Today we were off to the seaside town of Malacca, or Melaka as some prefer it and you want to be
Malacca was seized by the Portuguese in about 1510. It is complicated, but by 1641 the Dutch were in control of Malacca, although they weren't terribly interested in it and diverted much of its trade to Java (Indonesia). In time Malacca became more important with trading and to export tin mined in Malaysia. By 1824 Britain was in control and there was a wealthy local Chinese population in the cosmopolitan settlement.
I think Malacca is about one hour's driver from KL, the way Manny drives, much less.

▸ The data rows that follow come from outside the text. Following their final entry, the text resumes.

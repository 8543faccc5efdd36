// Copyright 2025 coScene
//
// Licensed under the Apache License, Version 2.0 (the "License");
// you may not use this file except in compliance with the License.
// You may obtain a copy of the License at
//
//     http://www.apache.org/licenses/LICENSE-2.0
//
// Unless required by applicable law or agreed to in writing, software
// distributed under the License is distributed on an "AS IS" BASIS,
// WITHOUT WARRANTIES OR CONDITIONS OF ANY KIND, either express or implied.
// See the License for the specific language governing permissions and
// limitations under the License.

use base64::engine::general_purpose::STANDARD;
use base64::Engine;
use serde::{Deserialize, Serialize};
use serde_json::Value;
use std::collections::HashMap;

pub const ACCEPTED_MESSAGE: &str = "Log received and queued for processing";

/// Response status for both endpoints
#[derive(Debug, Clone, Copy, Serialize, Deserialize, PartialEq)]
#[serde(rename_all = "lowercase")]
pub enum ResponseStatus {
    Success,
    Stored,
    Dropped,
    Error,
    Ok,
}

/// Body returned by the ingestion endpoint once the queue has the record
#[derive(Debug, Clone, Serialize, Deserialize)]
pub struct IngestResponse {
    pub status: ResponseStatus,
    pub message: String,
    pub message_id: String,
    /// The record's timestamp, echoed as stored
    pub timestamp: Value,
}

impl IngestResponse {
    pub fn accepted(message_id: String, timestamp: Value) -> Self {
        Self {
            status: ResponseStatus::Success,
            message: ACCEPTED_MESSAGE.to_string(),
            message_id,
            timestamp,
        }
    }
}

/// Body returned by either endpoint on failure
#[derive(Debug, Clone, Serialize, Deserialize)]
pub struct ErrorResponse {
    pub status: ResponseStatus,
    pub error: String,
}

impl ErrorResponse {
    pub fn new(error: impl Into<String>) -> Self {
        Self {
            status: ResponseStatus::Error,
            error: error.into(),
        }
    }
}

/// Body returned by the push endpoint when a delivery is acknowledged
#[derive(Debug, Clone, Serialize, Deserialize)]
pub struct DeliveryResponse {
    pub status: ResponseStatus,
    #[serde(skip_serializing_if = "Option::is_none")]
    pub key: Option<String>,
}

#[derive(Debug, Clone, Serialize, Deserialize)]
pub struct HealthResponse {
    pub status: ResponseStatus,
    pub role: String,
    #[serde(skip_serializing_if = "Option::is_none")]
    pub backend: Option<String>,
}

/// A queue message in Pub/Sub wire form
#[derive(Debug, Clone, Default, Serialize, Deserialize, PartialEq)]
#[serde(rename_all = "camelCase")]
pub struct PubsubMessage {
    /// Base64 of the UTF-8 JSON payload
    #[serde(default)]
    pub data: String,

    #[serde(default, alias = "message_id", skip_serializing_if = "String::is_empty")]
    pub message_id: String,

    #[serde(default, alias = "publish_time", skip_serializing_if = "Option::is_none")]
    pub publish_time: Option<String>,

    #[serde(default, skip_serializing_if = "HashMap::is_empty")]
    pub attributes: HashMap<String, String>,
}

impl PubsubMessage {
    pub fn from_payload(payload: &[u8]) -> Self {
        Self {
            data: STANDARD.encode(payload),
            ..Default::default()
        }
    }

    /// The raw payload bytes
    pub fn decode_data(&self) -> Result<Vec<u8>, base64::DecodeError> {
        STANDARD.decode(self.data.trim())
    }
}

/// What a push subscription POSTs for each delivery
#[derive(Debug, Clone, Serialize, Deserialize)]
#[serde(rename_all = "camelCase")]
pub struct PushEnvelope {
    pub message: PubsubMessage,

    #[serde(default, skip_serializing_if = "Option::is_none")]
    pub subscription: Option<String>,

    /// Present when the subscription has a dead-letter policy
    #[serde(default, skip_serializing_if = "Option::is_none")]
    pub delivery_attempt: Option<u32>,
}

/// Structured-mode CloudEvent carrying a push envelope in `data`
#[derive(Debug, Clone, Deserialize)]
pub struct CloudEvent {
    #[serde(default)]
    pub id: Option<String>,
    #[serde(default)]
    pub source: Option<String>,
    pub data: PushEnvelope,
}

/// Either delivery format the processor accepts
#[derive(Debug, Clone, Deserialize)]
#[serde(untagged)]
pub enum InboundDelivery {
    Push(PushEnvelope),
    CloudEvent(CloudEvent),
}

impl InboundDelivery {
    pub fn into_envelope(self) -> PushEnvelope {
        match self {
            InboundDelivery::Push(envelope) => envelope,
            InboundDelivery::CloudEvent(event) => {
                let mut envelope = event.data;
                if envelope.message.message_id.is_empty() {
                    envelope.message.message_id = event.id.unwrap_or_default();
                }
                envelope
            }
        }
    }
}

/// Request body of the Pub/Sub REST publish call
#[derive(Debug, Clone, Serialize)]
pub struct PublishRequest<'a> {
    pub messages: Vec<OutgoingMessage<'a>>,
}

#[derive(Debug, Clone, Serialize)]
pub struct OutgoingMessage<'a> {
    pub data: String,
    #[serde(skip_serializing_if = "Option::is_none")]
    pub attributes: Option<&'a HashMap<String, String>>,
}

#[derive(Debug, Clone, Deserialize)]
#[serde(rename_all = "camelCase")]
pub struct PublishResponse {
    #[serde(default)]
    pub message_ids: Vec<String>,
}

The old Chinese? part has been listed by UNESCO as a World Heritage Site. I suspect UNESCO is behind the cigarette smoking ban on the streets and open bars/cafes in the historic area. For mine, it is pity they didn't ban cars and their exhaust fumes which surely do far more damage to buildings.
Peter, the Stadthuys.
Hotel Puri once. Above the tiles the roof is open to let in cool air and rain. I think it now blocked off by glass.
A short distance on were the remains of A Famosa Fort. The fort was built on a hill top by the Portuguese in the early 1500s. It was renovated by the Dutch and they placed the date on the structure, 1670. When England took over, they decided to demolish the fort and almost completely did if not for the late intervention in 1810 by Sir Stamford Raffles of Singapore. Above is taken from the main structure looking down at the only remaining gate, Porta de Santiago.
We stopped at a McDonalds for an ice cream on the way back to KL. After freshening up, Manny returned and we ate hawker food at an area near our hotel. More damn noodles.